Set-CafServicePrincipal

Creates or updates a service principal matching the conventions for one of the given purposes.

Syntax

Set-CafServicePrincipal
    -ScopeName <string>
    -ScopeType <string>
    [-Role <string>]
    [-ScopeId <string>]
    [-SubscriptionId <string>]
    [-Suffix <string>]
    [-WhatIf]

Description

Creates a service principal using a random generated password or updates an existing one. Assigns the required roles and stores the credentials in the Azure Key Vault resolved. If it already exists, only roles and credentials are checked and updated if necessary.

Important

You need to execute this command with elevated permissions.

Example

Set-CafServicePrincipal
    -ScopeType "subscription"
    -ScopeName "connectivity"
    -ScopeId "/subscriptions/00000000-0000-0000-0000-000000000000"
    -Role "Contributor"
    -suffix "deploy"

Parameter

-ScopeName
The name of the scope to create the service principal for. Also known as the project name.
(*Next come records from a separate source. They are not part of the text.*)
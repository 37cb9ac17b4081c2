//! Sandbox lifecycle manager.
//!
//! Owns the engine-side state of one sandbox. The `watch` channel holding
//! the state is the only place it lives; everything else subscribes.
//! Creation, readiness and teardown are driven from here and every
//! transition is checked against [`SandboxState::can_transition_to`].

use chrono::Utc;
use kiln_core::config::ReadinessPolicy;
use kiln_core::events::{Event, SandboxStateChangedPayload};
use kiln_core::ids::JobId;
use kiln_core::ports::{ClusterApi, EventSink};
use kiln_core::sandbox::{
    ConfigObject, JOB_ID_LABEL, SandboxPhase, SandboxRef, SandboxSpec, SandboxState,
    SandboxStatus,
};
use kiln_core::{Error, Result};
use std::collections::BTreeMap;
use std::future::Future;
use std::sync::Arc;
use std::time::Duration;
use tokio::sync::watch;
use tokio::time::{Instant, sleep};
use tracing::{debug, error, info, warn};

/// Time allowed for a forced deletion to be confirmed.
pub const FORCE_CONFIRM_WINDOW: Duration = Duration::from_secs(10);

/// Attempts for a create call failing with a transient cluster error.
const CREATE_ATTEMPTS: u32 = 3;

const FATAL_WAITING_REASONS: &[&str] = &[
    "CrashLoopBackOff",
    "InvalidImageName",
    "CreateContainerConfigError",
    "CreateContainerError",
    "RunContainerError",
    "ErrImageNeverPull",
];

const IMAGE_PULL_REASONS: &[&str] = &["ErrImagePull", "ImagePullBackOff"];

const NODE_LOSS_REASONS: &[&str] = &["NodeLost", "Evicted", "Preempting", "Terminated"];

/// What one observation of a waiting sandbox means.
#[derive(Debug, Clone, PartialEq, Eq)]
pub enum Observation {
    Ready,
    Pending(String),
    ImagePull(String),
    Unschedulable(String),
    NodeLost(String),
    Fatal(String),
}
//! Fixed mapping from well-known placement labels to node constraints.

use kiln_core::config::TemplateEntry;
use kiln_core::sandbox::{ResourceRequirements, Toleration};
use std::collections::BTreeMap;

pub const OS_KEY: &str = "kubernetes.io/os";
pub const ARCH_KEY: &str = "kubernetes.io/arch";
pub const GPU_PRESENT_KEY: &str = "nvidia.com/gpu.present";
pub const GPU_RESOURCE: &str = "nvidia.com/gpu";
pub const SELF_HOSTED_KEY: &str = "kiln.dev/self-hosted";
pub const LABEL_KEY_PREFIX: &str = "kiln.dev/label-";

/// What a single label contributes to a composed template.
#[derive(Debug, Clone, PartialEq, Eq)]
pub enum LabelKind {
    Os(&'static str),
    Arch(&'static str),
    Gpu,
    SelfHosted,
    Size { cpu: &'static str, memory: &'static str },
    Unknown,
}

/// Classify a normalised (lower-case, trimmed) label.
pub fn classify(label: &str) -> LabelKind {
    match label {
        "linux" | "ubuntu" | "debian" => LabelKind::Os("linux"),
        l if l.starts_with("ubuntu-") || l.starts_with("debian-") => LabelKind::Os("linux"),
        "windows" => LabelKind::Os("windows"),
        l if l.starts_with("windows-") => LabelKind::Os("windows"),
        "x64" | "amd64" | "x86_64" => LabelKind::Arch("amd64"),
        "arm64" | "aarch64" => LabelKind::Arch("arm64"),
        "gpu" | "cuda" | "nvidia" => LabelKind::Gpu,
        "self-hosted" => LabelKind::SelfHosted,
        "large" => LabelKind::Size {
            cpu: "4",
            memory: "16Gi",
        },
        "xlarge" => LabelKind::Size {
            cpu: "8",
            memory: "32Gi",
        },
        _ => LabelKind::Unknown,
    }
}

/// Template fields contributed by one label.
pub fn contribution(label: &str) -> TemplateEntry {
    let mut entry = TemplateEntry::default();
    match classify(label) {
        LabelKind::Os(os) => {
            entry.os = Some(os.to_string());
            entry.node_selector.insert(OS_KEY.to_string(), os.to_string());
        }
        LabelKind::Arch(arch) => {
            entry
                .node_selector
                .insert(ARCH_KEY.to_string(), arch.to_string());
        }
        LabelKind::Gpu => {
            entry
                .node_selector
                .insert(GPU_PRESENT_KEY.to_string(), "true".to_string());
            entry.resources = ResourceRequirements {
                requests: BTreeMap::new(),
                limits: BTreeMap::from([(GPU_RESOURCE.to_string(), "1".to_string())]),
            };
            entry
                .tolerations
                .push(Toleration::exists(GPU_RESOURCE, Some("NoSchedule")));
        }
        LabelKind::SelfHosted => {
            entry
                .node_selector
                .insert(SELF_HOSTED_KEY.to_string(), "true".to_string());
        }
        LabelKind::Size { cpu, memory } => {
            let sizes = BTreeMap::from([
                ("cpu".to_string(), cpu.to_string()),
                ("memory".to_string(), memory.to_string()),
            ]);
            entry.resources = ResourceRequirements {
                requests: sizes.clone(),
                limits: sizes,
            };
        }
        LabelKind::Unknown => {
            entry
                .node_selector
                .insert(unknown_label_key(label), "true".to_string());
        }
    }
    entry
}

/// Node-selector key for a label with no known meaning. The name part of
/// a label key is at most 63 characters of `[a-z0-9-_.]`, starting and
/// ending alphanumeric.
pub fn unknown_label_key(label: &str) -> String {
    let budget = 63 - "label-".len();
    let sanitized: String = label
        .chars()
        .map(|c| {
            if c.is_ascii_alphanumeric() || matches!(c, '-' | '_' | '.') {
                c.to_ascii_lowercase()
            } else {
                '-'
            }
        })
        .take(budget)
        .collect();
    let trimmed = sanitized.trim_end_matches(|c: char| !c.is_ascii_alphanumeric());
    let name = if trimmed.is_empty() { "x" } else { trimmed };
    format!("{}{}", LABEL_KEY_PREFIX, name)
}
It is used to deduce naming conventions.

Property	Value
Type:	string
Default value:	None
Required:	True

-ScopeType
The permission scope of the service principal.

Property	Value
Type:	string
Allowed values:	["Subscription", "ManagementGroup"]
Default value:	None
Required:	True

-Role
The role to assign to the service principal.

Property	Value
Type:	string
Default value:	None
Required:	False

-ScopeId
The id of the scope to use for the role assignment.

Property	Value
Type:	string
Default value:	None
Required:	False

-SubscriptionId
The id of the subscription the service principal is created on.

Property	Value
Type:	string
Default value:	None
Required:	False

-Suffix
An optional Suffix to append to the service principal name.

Property	Value
Type:	string
Allowed values:	["deploy", "ops"]
Default value:	None
Required:	False

-WhatIf
Determines if the actions should be not executed but only reported.